» **EXTRACTED MATERIAL**:
##############################
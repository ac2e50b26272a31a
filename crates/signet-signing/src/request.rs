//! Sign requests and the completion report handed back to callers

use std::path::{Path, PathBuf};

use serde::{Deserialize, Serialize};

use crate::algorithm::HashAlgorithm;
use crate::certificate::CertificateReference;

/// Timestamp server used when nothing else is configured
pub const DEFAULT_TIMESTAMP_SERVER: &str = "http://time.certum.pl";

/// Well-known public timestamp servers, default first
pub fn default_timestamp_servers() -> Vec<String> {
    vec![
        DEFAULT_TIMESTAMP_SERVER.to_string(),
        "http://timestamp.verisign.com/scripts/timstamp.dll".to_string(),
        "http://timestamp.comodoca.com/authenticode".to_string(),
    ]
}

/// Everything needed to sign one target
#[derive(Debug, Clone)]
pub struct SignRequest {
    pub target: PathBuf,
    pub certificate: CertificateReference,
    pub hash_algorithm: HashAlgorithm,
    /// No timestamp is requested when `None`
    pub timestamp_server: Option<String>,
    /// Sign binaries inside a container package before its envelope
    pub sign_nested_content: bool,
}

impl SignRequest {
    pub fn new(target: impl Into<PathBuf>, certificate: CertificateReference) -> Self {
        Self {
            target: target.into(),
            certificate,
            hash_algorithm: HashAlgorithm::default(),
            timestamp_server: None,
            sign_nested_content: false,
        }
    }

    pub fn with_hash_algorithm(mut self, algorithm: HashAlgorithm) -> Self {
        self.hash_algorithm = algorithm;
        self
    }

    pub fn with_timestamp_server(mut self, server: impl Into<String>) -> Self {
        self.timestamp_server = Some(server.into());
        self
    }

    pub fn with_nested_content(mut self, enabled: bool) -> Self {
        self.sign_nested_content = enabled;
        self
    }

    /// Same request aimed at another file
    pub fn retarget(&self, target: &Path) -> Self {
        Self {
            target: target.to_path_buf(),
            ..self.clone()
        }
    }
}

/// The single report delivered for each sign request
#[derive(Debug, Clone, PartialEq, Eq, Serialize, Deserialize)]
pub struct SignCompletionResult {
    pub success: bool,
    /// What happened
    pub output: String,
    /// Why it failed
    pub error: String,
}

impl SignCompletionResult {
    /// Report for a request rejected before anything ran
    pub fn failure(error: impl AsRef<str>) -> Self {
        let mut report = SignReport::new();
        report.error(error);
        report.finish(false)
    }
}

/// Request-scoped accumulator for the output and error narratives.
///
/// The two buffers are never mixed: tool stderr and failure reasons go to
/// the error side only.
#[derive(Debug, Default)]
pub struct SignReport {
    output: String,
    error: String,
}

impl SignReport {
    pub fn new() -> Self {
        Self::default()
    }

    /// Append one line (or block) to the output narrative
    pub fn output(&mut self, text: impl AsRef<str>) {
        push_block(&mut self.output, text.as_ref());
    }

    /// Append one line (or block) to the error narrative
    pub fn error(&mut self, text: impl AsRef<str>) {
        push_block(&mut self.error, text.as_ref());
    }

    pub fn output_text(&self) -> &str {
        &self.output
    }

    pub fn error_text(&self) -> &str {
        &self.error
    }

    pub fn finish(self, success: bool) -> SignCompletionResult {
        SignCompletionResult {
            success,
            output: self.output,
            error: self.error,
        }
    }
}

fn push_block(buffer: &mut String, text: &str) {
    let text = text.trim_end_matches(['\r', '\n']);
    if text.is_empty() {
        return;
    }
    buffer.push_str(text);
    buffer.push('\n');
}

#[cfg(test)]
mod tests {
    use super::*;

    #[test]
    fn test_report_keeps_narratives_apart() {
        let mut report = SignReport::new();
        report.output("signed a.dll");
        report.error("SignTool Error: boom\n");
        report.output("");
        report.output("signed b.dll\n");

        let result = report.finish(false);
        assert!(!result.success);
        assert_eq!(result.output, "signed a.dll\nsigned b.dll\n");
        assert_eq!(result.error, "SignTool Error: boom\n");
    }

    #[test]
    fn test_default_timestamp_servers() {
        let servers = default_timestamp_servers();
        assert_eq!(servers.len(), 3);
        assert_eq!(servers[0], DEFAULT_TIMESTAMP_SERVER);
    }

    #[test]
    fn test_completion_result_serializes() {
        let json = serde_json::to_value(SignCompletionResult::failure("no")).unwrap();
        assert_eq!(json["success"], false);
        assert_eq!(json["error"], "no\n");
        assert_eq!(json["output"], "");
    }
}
##############################
Gather every line from the entries above where the word "json" appears, and copy them.

» **EXERCISE RESPONSE**:
        let json = serde_json::to_value(SignCompletionResult::failure("no")).unwrap();
        assert_eq!(json["success"], false);
        assert_eq!(json["error"], "no\n");
        assert_eq!(json["output"], "");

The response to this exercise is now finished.